Exercise input below:

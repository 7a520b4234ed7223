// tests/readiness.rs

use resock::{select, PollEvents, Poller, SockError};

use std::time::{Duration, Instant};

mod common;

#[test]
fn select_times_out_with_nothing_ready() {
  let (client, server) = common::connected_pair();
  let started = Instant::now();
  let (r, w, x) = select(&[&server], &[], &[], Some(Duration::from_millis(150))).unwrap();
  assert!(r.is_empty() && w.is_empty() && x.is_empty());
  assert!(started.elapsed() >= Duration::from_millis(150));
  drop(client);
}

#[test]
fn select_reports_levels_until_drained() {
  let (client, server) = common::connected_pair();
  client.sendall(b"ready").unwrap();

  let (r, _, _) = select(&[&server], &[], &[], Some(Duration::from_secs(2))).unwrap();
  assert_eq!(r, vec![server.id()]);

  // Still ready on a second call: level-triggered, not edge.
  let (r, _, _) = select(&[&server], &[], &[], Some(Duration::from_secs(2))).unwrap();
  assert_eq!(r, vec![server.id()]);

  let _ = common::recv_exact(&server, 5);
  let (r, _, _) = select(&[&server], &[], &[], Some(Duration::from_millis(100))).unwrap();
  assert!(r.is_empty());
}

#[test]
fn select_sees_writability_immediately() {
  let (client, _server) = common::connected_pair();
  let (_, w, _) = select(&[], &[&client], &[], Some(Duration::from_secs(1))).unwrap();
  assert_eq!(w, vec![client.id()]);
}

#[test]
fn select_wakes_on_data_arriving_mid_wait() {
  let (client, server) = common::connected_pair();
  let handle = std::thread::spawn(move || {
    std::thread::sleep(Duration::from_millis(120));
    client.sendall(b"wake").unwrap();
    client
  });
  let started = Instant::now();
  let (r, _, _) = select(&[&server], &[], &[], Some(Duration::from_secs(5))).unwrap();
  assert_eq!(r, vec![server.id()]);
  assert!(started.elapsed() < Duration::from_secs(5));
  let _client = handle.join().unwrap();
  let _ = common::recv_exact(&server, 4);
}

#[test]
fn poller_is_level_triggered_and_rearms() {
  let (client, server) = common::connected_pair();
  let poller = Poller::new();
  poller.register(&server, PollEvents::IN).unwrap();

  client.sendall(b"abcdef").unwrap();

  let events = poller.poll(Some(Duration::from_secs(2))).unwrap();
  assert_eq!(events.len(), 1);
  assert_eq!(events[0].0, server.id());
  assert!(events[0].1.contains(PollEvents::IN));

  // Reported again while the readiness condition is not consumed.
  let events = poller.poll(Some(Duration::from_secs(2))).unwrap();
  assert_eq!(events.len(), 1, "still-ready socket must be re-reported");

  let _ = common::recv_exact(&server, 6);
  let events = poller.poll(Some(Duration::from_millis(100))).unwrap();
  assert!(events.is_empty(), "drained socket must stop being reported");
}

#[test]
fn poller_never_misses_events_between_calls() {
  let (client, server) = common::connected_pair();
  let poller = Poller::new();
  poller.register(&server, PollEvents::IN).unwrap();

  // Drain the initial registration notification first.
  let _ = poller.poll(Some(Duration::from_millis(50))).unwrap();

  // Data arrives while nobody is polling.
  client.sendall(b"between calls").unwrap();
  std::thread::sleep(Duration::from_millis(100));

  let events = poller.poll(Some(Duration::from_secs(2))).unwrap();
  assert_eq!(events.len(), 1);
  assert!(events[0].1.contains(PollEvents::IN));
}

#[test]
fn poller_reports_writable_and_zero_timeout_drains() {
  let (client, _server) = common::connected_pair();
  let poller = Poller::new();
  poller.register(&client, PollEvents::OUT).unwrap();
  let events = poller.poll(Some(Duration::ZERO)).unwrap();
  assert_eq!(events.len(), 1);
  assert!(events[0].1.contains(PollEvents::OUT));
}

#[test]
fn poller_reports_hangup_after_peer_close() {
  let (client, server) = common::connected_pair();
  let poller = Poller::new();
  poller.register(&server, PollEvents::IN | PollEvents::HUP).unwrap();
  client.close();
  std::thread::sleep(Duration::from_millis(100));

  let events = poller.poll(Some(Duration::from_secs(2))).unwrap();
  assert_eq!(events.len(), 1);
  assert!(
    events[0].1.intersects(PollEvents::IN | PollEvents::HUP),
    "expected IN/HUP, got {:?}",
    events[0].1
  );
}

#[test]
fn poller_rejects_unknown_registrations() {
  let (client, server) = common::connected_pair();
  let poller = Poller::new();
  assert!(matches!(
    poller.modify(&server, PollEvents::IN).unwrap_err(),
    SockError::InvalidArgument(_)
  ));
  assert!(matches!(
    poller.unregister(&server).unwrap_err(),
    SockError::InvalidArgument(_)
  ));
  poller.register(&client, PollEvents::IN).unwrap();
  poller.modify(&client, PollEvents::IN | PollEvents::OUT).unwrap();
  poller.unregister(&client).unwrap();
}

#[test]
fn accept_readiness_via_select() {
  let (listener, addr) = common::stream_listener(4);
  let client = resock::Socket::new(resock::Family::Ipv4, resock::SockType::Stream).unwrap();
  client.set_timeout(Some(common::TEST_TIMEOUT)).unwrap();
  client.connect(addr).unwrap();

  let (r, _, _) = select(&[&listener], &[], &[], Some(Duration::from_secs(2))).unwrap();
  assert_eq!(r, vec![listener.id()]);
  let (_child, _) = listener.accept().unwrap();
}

End of Exercise input.

▶ [Your task]: Write out, from the lines above, only those from the line with "let _client = handle.join().unwrap();" to the line with "poller.register(&client, PollEvents::OUT).unwrap();", exactly as given, including the first and the last.

▶ [Task result]:
  let _client = handle.join().unwrap();
  let _ = common::recv_exact(&server, 4);
}

#[test]
fn poller_is_level_triggered_and_rearms() {
  let (client, server) = common::connected_pair();
  let poller = Poller::new();
  poller.register(&server, PollEvents::IN).unwrap();

  client.sendall(b"abcdef").unwrap();

  let events = poller.poll(Some(Duration::from_secs(2))).unwrap();
  assert_eq!(events.len(), 1);
  assert_eq!(events[0].0, server.id());
  assert!(events[0].1.contains(PollEvents::IN));

  // Reported again while the readiness condition is not consumed.
  let events = poller.poll(Some(Duration::from_secs(2))).unwrap();
  assert_eq!(events.len(), 1, "still-ready socket must be re-reported");

  let _ = common::recv_exact(&server, 6);
  let events = poller.poll(Some(Duration::from_millis(100))).unwrap();
  assert!(events.is_empty(), "drained socket must stop being reported");
}

#[test]
fn poller_never_misses_events_between_calls() {
  let (client, server) = common::connected_pair();
  let poller = Poller::new();
  poller.register(&server, PollEvents::IN).unwrap();

  // Drain the initial registration notification first.
  let _ = poller.poll(Some(Duration::from_millis(50))).unwrap();

  // Data arrives while nobody is polling.
  client.sendall(b"between calls").unwrap();
  std::thread::sleep(Duration::from_millis(100));

  let events = poller.poll(Some(Duration::from_secs(2))).unwrap();
  assert_eq!(events.len(), 1);
  assert!(events[0].1.contains(PollEvents::IN));
}

#[test]
fn poller_reports_writable_and_zero_timeout_drains() {
  let (client, _server) = common::connected_pair();
  let poller = Poller::new();
  poller.register(&client, PollEvents::OUT).unwrap();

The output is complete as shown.